DATASET RECORDS:
· · · · · · ·

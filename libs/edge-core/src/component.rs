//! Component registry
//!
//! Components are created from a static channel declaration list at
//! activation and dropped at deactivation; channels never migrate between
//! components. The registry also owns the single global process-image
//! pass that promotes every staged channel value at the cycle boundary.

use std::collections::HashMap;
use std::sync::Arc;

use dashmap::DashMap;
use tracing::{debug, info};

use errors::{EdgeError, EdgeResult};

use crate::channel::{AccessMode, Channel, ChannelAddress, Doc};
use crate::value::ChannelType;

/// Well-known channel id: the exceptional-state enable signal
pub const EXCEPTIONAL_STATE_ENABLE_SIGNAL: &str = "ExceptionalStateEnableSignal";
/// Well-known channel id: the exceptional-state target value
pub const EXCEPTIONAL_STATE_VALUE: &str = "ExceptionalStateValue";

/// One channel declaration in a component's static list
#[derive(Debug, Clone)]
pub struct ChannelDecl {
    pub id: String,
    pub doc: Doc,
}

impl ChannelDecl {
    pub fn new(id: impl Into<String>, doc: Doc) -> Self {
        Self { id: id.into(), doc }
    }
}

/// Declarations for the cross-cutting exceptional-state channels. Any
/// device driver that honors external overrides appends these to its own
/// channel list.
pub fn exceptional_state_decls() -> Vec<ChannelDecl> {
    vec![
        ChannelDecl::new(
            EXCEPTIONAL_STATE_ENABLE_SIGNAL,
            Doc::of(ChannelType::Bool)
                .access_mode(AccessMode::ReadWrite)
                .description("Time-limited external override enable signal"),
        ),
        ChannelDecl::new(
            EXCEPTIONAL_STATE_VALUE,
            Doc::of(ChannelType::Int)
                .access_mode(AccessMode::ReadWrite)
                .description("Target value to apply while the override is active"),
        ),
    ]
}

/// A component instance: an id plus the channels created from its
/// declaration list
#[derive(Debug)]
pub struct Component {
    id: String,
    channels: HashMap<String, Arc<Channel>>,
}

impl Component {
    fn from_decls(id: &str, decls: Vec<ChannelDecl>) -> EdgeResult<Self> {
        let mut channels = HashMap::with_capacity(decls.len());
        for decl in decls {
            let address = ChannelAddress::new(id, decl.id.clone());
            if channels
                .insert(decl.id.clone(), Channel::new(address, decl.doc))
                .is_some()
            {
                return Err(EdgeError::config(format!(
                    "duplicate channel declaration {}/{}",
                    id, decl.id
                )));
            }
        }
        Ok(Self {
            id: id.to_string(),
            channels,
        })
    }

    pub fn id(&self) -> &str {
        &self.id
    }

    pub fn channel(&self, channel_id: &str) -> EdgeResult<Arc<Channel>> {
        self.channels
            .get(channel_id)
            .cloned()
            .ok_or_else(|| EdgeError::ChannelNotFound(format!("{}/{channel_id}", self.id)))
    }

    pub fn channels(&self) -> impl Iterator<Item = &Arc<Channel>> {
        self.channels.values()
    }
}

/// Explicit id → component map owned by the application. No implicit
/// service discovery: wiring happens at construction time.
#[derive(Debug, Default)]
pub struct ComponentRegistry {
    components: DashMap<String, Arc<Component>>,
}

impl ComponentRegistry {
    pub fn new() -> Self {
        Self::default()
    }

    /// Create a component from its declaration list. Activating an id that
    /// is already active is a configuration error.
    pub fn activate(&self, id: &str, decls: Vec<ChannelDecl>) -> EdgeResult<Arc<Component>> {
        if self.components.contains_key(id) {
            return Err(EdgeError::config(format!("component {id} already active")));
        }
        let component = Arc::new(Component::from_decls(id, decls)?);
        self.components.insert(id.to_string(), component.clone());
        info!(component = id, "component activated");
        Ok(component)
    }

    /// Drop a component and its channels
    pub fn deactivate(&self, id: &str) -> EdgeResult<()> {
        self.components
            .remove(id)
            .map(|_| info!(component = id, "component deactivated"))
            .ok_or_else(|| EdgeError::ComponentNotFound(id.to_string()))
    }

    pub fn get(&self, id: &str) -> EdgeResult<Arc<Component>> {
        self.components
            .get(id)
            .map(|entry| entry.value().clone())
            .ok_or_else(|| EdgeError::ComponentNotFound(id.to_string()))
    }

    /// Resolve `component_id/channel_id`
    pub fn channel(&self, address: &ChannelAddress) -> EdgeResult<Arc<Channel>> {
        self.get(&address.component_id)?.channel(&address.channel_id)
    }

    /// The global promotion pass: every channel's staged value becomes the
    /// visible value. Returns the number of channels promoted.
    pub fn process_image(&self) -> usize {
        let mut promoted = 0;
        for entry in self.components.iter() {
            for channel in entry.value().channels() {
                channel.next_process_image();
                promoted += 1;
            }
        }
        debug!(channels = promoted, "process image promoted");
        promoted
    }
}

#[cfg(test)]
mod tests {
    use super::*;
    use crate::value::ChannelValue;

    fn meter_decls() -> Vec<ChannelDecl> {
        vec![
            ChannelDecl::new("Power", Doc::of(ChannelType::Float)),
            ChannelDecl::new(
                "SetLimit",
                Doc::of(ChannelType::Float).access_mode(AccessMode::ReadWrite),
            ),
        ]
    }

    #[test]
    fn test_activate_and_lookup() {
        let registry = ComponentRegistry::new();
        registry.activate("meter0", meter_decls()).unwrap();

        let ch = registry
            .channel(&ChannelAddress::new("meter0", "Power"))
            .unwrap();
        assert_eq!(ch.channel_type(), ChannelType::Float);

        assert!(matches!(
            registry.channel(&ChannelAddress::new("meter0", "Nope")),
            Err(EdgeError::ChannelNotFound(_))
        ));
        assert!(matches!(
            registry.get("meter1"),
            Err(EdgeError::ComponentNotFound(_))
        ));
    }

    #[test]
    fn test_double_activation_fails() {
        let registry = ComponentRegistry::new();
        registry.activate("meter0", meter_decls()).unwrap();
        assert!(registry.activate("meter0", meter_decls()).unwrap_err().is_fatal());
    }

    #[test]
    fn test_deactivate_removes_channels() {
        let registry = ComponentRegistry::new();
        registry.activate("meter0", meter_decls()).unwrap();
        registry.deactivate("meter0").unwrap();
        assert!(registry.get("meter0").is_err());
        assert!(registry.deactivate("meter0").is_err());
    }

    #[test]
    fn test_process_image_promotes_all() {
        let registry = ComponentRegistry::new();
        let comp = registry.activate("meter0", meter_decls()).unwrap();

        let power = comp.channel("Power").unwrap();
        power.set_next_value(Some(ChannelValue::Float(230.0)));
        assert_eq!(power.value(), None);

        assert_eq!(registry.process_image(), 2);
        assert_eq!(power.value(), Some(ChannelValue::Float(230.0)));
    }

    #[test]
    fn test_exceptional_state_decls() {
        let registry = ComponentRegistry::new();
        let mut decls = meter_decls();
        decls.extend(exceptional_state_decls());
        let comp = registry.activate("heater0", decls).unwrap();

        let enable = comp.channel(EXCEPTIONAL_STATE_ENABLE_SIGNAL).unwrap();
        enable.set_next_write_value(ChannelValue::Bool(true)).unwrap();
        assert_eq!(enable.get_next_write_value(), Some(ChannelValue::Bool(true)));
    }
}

· · · · · · ·

YOUR ASSIGNMENT:
Repeat the entire listing above, keeping every line exactly the same.

WRITTEN REPLY:
filename libs/edge-core/src/component.rs
//! Component registry
//!
//! Components are created from a static channel declaration list at
//! activation and dropped at deactivation; channels never migrate between
//! components. The registry also owns the single global process-image
//! pass that promotes every staged channel value at the cycle boundary.

use std::collections::HashMap;
use std::sync::Arc;

use dashmap::DashMap;
use tracing::{debug, info};

use errors::{EdgeError, EdgeResult};

use crate::channel::{AccessMode, Channel, ChannelAddress, Doc};
use crate::value::ChannelType;

/// Well-known channel id: the exceptional-state enable signal
pub const EXCEPTIONAL_STATE_ENABLE_SIGNAL: &str = "ExceptionalStateEnableSignal";
/// Well-known channel id: the exceptional-state target value
pub const EXCEPTIONAL_STATE_VALUE: &str = "ExceptionalStateValue";

/// One channel declaration in a component's static list
#[derive(Debug, Clone)]
pub struct ChannelDecl {
    pub id: String,
    pub doc: Doc,
}

impl ChannelDecl {
    pub fn new(id: impl Into<String>, doc: Doc) -> Self {
        Self { id: id.into(), doc }
    }
}

/// Declarations for the cross-cutting exceptional-state channels. Any
/// device driver that honors external overrides appends these to its own
/// channel list.
pub fn exceptional_state_decls() -> Vec<ChannelDecl> {
    vec![
        ChannelDecl::new(
            EXCEPTIONAL_STATE_ENABLE_SIGNAL,
            Doc::of(ChannelType::Bool)
                .access_mode(AccessMode::ReadWrite)
                .description("Time-limited external override enable signal"),
        ),
        ChannelDecl::new(
            EXCEPTIONAL_STATE_VALUE,
            Doc::of(ChannelType::Int)
                .access_mode(AccessMode::ReadWrite)
                .description("Target value to apply while the override is active"),
        ),
    ]
}

/// A component instance: an id plus the channels created from its
/// declaration list
#[derive(Debug)]
pub struct Component {
    id: String,
    channels: HashMap<String, Arc<Channel>>,
}

impl Component {
    fn from_decls(id: &str, decls: Vec<ChannelDecl>) -> EdgeResult<Self> {
        let mut channels = HashMap::with_capacity(decls.len());
        for decl in decls {
            let address = ChannelAddress::new(id, decl.id.clone());
            if channels
                .insert(decl.id.clone(), Channel::new(address, decl.doc))
                .is_some()
            {
                return Err(EdgeError::config(format!(
                    "duplicate channel declaration {}/{}",
                    id, decl.id
                )));
            }
        }
        Ok(Self {
            id: id.to_string(),
            channels,
        })
    }

    pub fn id(&self) -> &str {
        &self.id
    }

    pub fn channel(&self, channel_id: &str) -> EdgeResult<Arc<Channel>> {
        self.channels
            .get(channel_id)
            .cloned()
            .ok_or_else(|| EdgeError::ChannelNotFound(format!("{}/{channel_id}", self.id)))
    }

    pub fn channels(&self) -> impl Iterator<Item = &Arc<Channel>> {
        self.channels.values()
    }
}

/// Explicit id → component map owned by the application. No implicit
/// service discovery: wiring happens at construction time.
#[derive(Debug, Default)]
pub struct ComponentRegistry {
    components: DashMap<String, Arc<Component>>,
}

impl ComponentRegistry {
    pub fn new() -> Self {
        Self::default()
    }

    /// Create a component from its declaration list. Activating an id that
    /// is already active is a configuration error.
    pub fn activate(&self, id: &str, decls: Vec<ChannelDecl>) -> EdgeResult<Arc<Component>> {
        if self.components.contains_key(id) {
            return Err(EdgeError::config(format!("component {id} already active")));
        }
        let component = Arc::new(Component::from_decls(id, decls)?);
        self.components.insert(id.to_string(), component.clone());
        info!(component = id, "component activated");
        Ok(component)
    }

    /// Drop a component and its channels
    pub fn deactivate(&self, id: &str) -> EdgeResult<()> {
        self.components
            .remove(id)
            .map(|_| info!(component = id, "component deactivated"))
            .ok_or_else(|| EdgeError::ComponentNotFound(id.to_string()))
    }

    pub fn get(&self, id: &str) -> EdgeResult<Arc<Component>> {
        self.components
            .get(id)
            .map(|entry| entry.value().clone())
            .ok_or_else(|| EdgeError::ComponentNotFound(id.to_string()))
    }

    /// Resolve `component_id/channel_id`
    pub fn channel(&self, address: &ChannelAddress) -> EdgeResult<Arc<Channel>> {
        self.get(&address.component_id)?.channel(&address.channel_id)
    }

    /// The global promotion pass: every channel's staged value becomes the
    /// visible value. Returns the number of channels promoted.
    pub fn process_image(&self) -> usize {
        let mut promoted = 0;
        for entry in self.components.iter() {
            for channel in entry.value().channels() {
                channel.next_process_image();
                promoted += 1;
            }
        }
        debug!(channels = promoted, "process image promoted");
        promoted
    }
}

#[cfg(test)]
mod tests {
    use super::*;
    use crate::value::ChannelValue;

    fn meter_decls() -> Vec<ChannelDecl> {
        vec![
            ChannelDecl::new("Power", Doc::of(ChannelType::Float)),
            ChannelDecl::new(
                "SetLimit",
                Doc::of(ChannelType::Float).access_mode(AccessMode::ReadWrite),
            ),
        ]
    }

    #[test]
    fn test_activate_and_lookup() {
        let registry = ComponentRegistry::new();
        registry.activate("meter0", meter_decls()).unwrap();

        let ch = registry
            .channel(&ChannelAddress::new("meter0", "Power"))
            .unwrap();
        assert_eq!(ch.channel_type(), ChannelType::Float);

        assert!(matches!(
            registry.channel(&ChannelAddress::new("meter0", "Nope")),
            Err(EdgeError::ChannelNotFound(_))
        ));
        assert!(matches!(
            registry.get("meter1"),
            Err(EdgeError::ComponentNotFound(_))
        ));
    }

    #[test]
    fn test_double_activation_fails() {
        let registry = ComponentRegistry::new();
        registry.activate("meter0", meter_decls()).unwrap();
        assert!(registry.activate("meter0", meter_decls()).unwrap_err().is_fatal());
    }

    #[test]
    fn test_deactivate_removes_channels() {
        let registry = ComponentRegistry::new();
        registry.activate("meter0", meter_decls()).unwrap();
        registry.deactivate("meter0").unwrap();
        assert!(registry.get("meter0").is_err());
        assert!(registry.deactivate("meter0").is_err());
    }

    #[test]
    fn test_process_image_promotes_all() {
        let registry = ComponentRegistry::new();
        let comp = registry.activate("meter0", meter_decls()).unwrap();

        let power = comp.channel("Power").unwrap();
        power.set_next_value(Some(ChannelValue::Float(230.0)));
        assert_eq!(power.value(), None);

        assert_eq!(registry.process_image(), 2);
        assert_eq!(power.value(), Some(ChannelValue::Float(230.0)));
    }

    #[test]
    fn test_exceptional_state_decls() {
        let registry = ComponentRegistry::new();
        let mut decls = meter_decls();
        decls.extend(exceptional_state_decls());
        let comp = registry.activate("heater0", decls).unwrap();

        let enable = comp.channel(EXCEPTIONAL_STATE_ENABLE_SIGNAL).unwrap();
        enable.set_next_write_value(ChannelValue::Bool(true)).unwrap();
        assert_eq!(enable.get_next_write_value(), Some(ChannelValue::Bool(true)));
    }
}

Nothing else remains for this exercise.